Barton v. Pret A Manger (USA) Ltd., --- F.Supp.3d ----, 2021 WL 1664319 1:20-cv-04815 GHW (S.D.N.Y. Apr. 27, 2021)

Plaintiff plausibly alleged that the references to “natural ingredients” and “natural food” on defendant’s products’ packaging were likely to lead a reasonable consumer to wrongly believe that these products contain exclusively natural (not synthetic) ingredients and that they are free of GMOs. Thus, consumer protection claims under Sections 349 and 350 of the New York General Business Law are adequately pleaded though other tort and warranty claims failed.

Of note: plaintiff wasn’t required to plead the existence of scientific testing that demonstrates that the products contained GMOs. “Defendant points to no case law that supports its extraordinary argument that the Court should not accept as true the pleaded facts unless they are supported by scientific studies.” Prior cases are distinguishable because they alleged that most of the X grown in the US was genetically modified, but didn’t allege that the defendants in those cases used the genetically modified ingredients, as the complaint did here.

Pret argued that no reasonable consumer could be deceived by Pret’s use of the word “natural,” as “federal regulations permit foods labeled as ‘organic’ to contain all but one of Plaintiff’s challenged substances.” But the court couldn’t find, as a matter of law, that a reasonable consumer couldn’t reasonably “expect that a product labeled ‘natural’ or ‘all natural’ contains only natural ingredients,”  even if “foods labeled ‘organic’ may lawfully contain some synthetic ingredients.
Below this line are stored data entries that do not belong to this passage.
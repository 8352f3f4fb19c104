use std::pin::Pin;

use bytes::Bytes;
use futures::Stream;

use crate::error::ImportError;

pub type BoxStream<'a, T> = Pin<Box<dyn Stream<Item = T> + Send + 'a>>;

/// Memory-pressure levels the platform may report mid-import (§4.4).
#[derive(Debug, Clone, Copy, PartialEq, Eq)]
pub enum MemoryPressure {
  Warn,
  Critical,
}

/// Collaborator interface exposed by the embedding platform (§6). Reexpressed
/// in terms of streams rather than the original's `(onData, onComplete)`
/// callback pair plus opaque cancellation handle: dropping the stream *is*
/// cancellation, which removes the `DownloadHandle`/`MemoryAlertHandle`
/// bookkeeping the JS core needed but a `Stream`-based driver doesn't.
pub trait Platform: Send + Sync {
  /// A conservative function of physical RAM and CPU count, capped at
  /// 10 000 rows per batch.
  fn calculate_optimal_batch_size(&self) -> usize;

  /// Streams compressed bytes for `url` as they arrive. The stream ending
  /// (`None`) signals a completed download; an `Err` item signals a
  /// transport failure.
  fn download_file(&self, url: &str) -> BoxStream<'static, Result<Bytes, ImportError>>;

  /// Streams memory-pressure notifications for the lifetime of the import.
  /// A platform with no such source may return an always-pending stream.
  fn memory_pressure(&self) -> BoxStream<'static, MemoryPressure>;
}

pub const DEFAULT_MAX_BATCH_SIZE: usize = 10_000;
const ROWS_PER_CORE: usize = 1_500;

/// Default `Platform` backed by `reqwest`, for the `import-slice` binary.
pub struct ReqwestPlatform {
  client: reqwest::Client,
}

impl ReqwestPlatform {
  pub fn new() -> Self {
    ReqwestPlatform { client: reqwest::Client::new() }
  }
}

impl Default for ReqwestPlatform {
  fn default() -> Self {
    Self::new()
  }
}

impl Platform for ReqwestPlatform {
  fn calculate_optimal_batch_size(&self) -> usize {
    let cores = std::thread::available_parallelism().map(|n| n.get()).unwrap_or(1);
    (cores * ROWS_PER_CORE).min(DEFAULT_MAX_BATCH_SIZE)
  }

  fn download_file(&self, url: &str) -> BoxStream<'static, Result<Bytes, ImportError>> {
    use futures::StreamExt;
    let client = self.client.clone();
    let url = url.to_string();
    Box::pin(
      futures::stream::once(async move { client.get(&url).send().await })
        .map(|result| match result {
          Ok(response) => match response.error_for_status() {
            Ok(response) => Box::pin(response.bytes_stream()) as BoxStream<'static, Result<Bytes, reqwest::Error>>,
            Err(e) => Box::pin(futures::stream::once(async move { Err(e) })) as BoxStream<'static, Result<Bytes, reqwest::Error>>,
          },
          Err(e) => Box::pin(futures::stream::once(async move { Err(e) })) as BoxStream<'static, Result<Bytes, reqwest::Error>>,
        })
        .flatten()
        .map(|r| r.map_err(|e| ImportError::Network(e.to_string()))),
    )
  }

  fn memory_pressure(&self) -> BoxStream<'static, MemoryPressure> {
    Box::pin(futures::stream::pending())
  }
}
use async_trait::async_trait;

/// Async producer of a fresh auth token. A `None` return signals "cannot
/// provide" — the cycle remains in `auth_required` until cancelled (§6).
#[async_trait]
pub trait AuthTokenProvider: Send + Sync {
  async fn request_token(&self) -> Option<String>;
}

/// Async producer that flushes local mutations to the server and reports
/// whether the push succeeded (§6).
#[async_trait]
pub trait PushChangesProvider: Send + Sync {
  async fn push_changes(&self) -> (bool, String);
}

/// RAII guard that overrides a `SyncEngine`'s push provider for its
/// lifetime and restores the previous one on drop — including on every
/// early-return / panic-unwind path. Named per §9's design note: the
/// original "save push callback, set no-op, restore on completion" pattern
/// is a bug class (a failure path can forget to restore) that a scope
/// guard eliminates structurally.
pub struct ScopedPushOverride<'a> {
  engine: &'a super::SyncEngine,
  previous: std::sync::Mutex<Option<std::sync::Arc<dyn PushChangesProvider>>>,
}

impl<'a> ScopedPushOverride<'a> {
  pub(crate) fn new(
    engine: &'a super::SyncEngine,
    previous: Option<std::sync::Arc<dyn PushChangesProvider>>,
  ) -> Self {
    ScopedPushOverride { engine, previous: std::sync::Mutex::new(previous) }
  }
}

impl Drop for ScopedPushOverride<'_> {
  fn drop(&mut self) {
    let previous = self.previous.lock().unwrap().take();
    self.engine.restore_push_provider(previous);
  }
}
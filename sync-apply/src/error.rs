use thiserror::Error;

use sqlite_batch::DbError;

/// Abstract error kinds for `apply()`, matching §7's `Apply` / `TxBegin` /
/// `TxCommit` / `DbInsert` kinds.
#[derive(Debug, Error)]
pub enum ApplyError {
  #[error("payload is not a JSON array of change entries")]
  NotAnArray,
  #[error("malformed change-set JSON: {0}")]
  Json(String),
  #[error("BEGIN failed: {0}")]
  TxBegin(String),
  #[error("COMMIT failed: {0}")]
  TxCommit(String),
  #[error("insert failed: {0}")]
  DbInsert(String),
  #[error("change entry is missing a table name")]
  MissingTable,
  #[error("change entry for table {0:?} has no extractable id")]
  MissingId(String),
  #[error("table {0:?} has no \"id\" column")]
  SchemaMismatch(String),
}

impl ApplyError {
  pub fn message(&self) -> String {
    self.to_string()
  }
}

impl From<serde_json::Error> for ApplyError {
  fn from(e: serde_json::Error) -> Self {
    ApplyError::Json(e.to_string())
  }
}

impl From<DbError> for ApplyError {
  fn from(e: DbError) -> Self {
    match e {
      DbError::TxBegin(m) => ApplyError::TxBegin(m),
      DbError::TxCommit(m) => ApplyError::TxCommit(m),
      DbError::DbInsert(m) => ApplyError::DbInsert(m),
      DbError::Savepoint(m) => ApplyError::DbInsert(m),
      DbError::Sqlite(e) => ApplyError::DbInsert(e.to_string()),
    }
  }
}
There is no rigid hierarchy that makes ‘natural’ a more permissive label than ‘organic’ in all respects as a matter of law.”


MLM on MLM action: tortious interference, trade secret, but not false advertising

It Works Marketing, Inc. v. Melaleuca, Inc., 2021 WL 1650266, No. 8:20-cv-1743-T-KKM-TGW (M.D. Fla. Apr. 27, 2021)

It Works is a MLM company that sells health and beauty products that requires distributors to sign a noncompete agreement and provides for arbitration (which allows “any party” to sue in court for IP claims, practically meaning that It Works can choose to sue if it wants). Melaleuca is a MLM competitor; individual defendants were former It Works distributors, but Melaleuca was never a party to the agreement.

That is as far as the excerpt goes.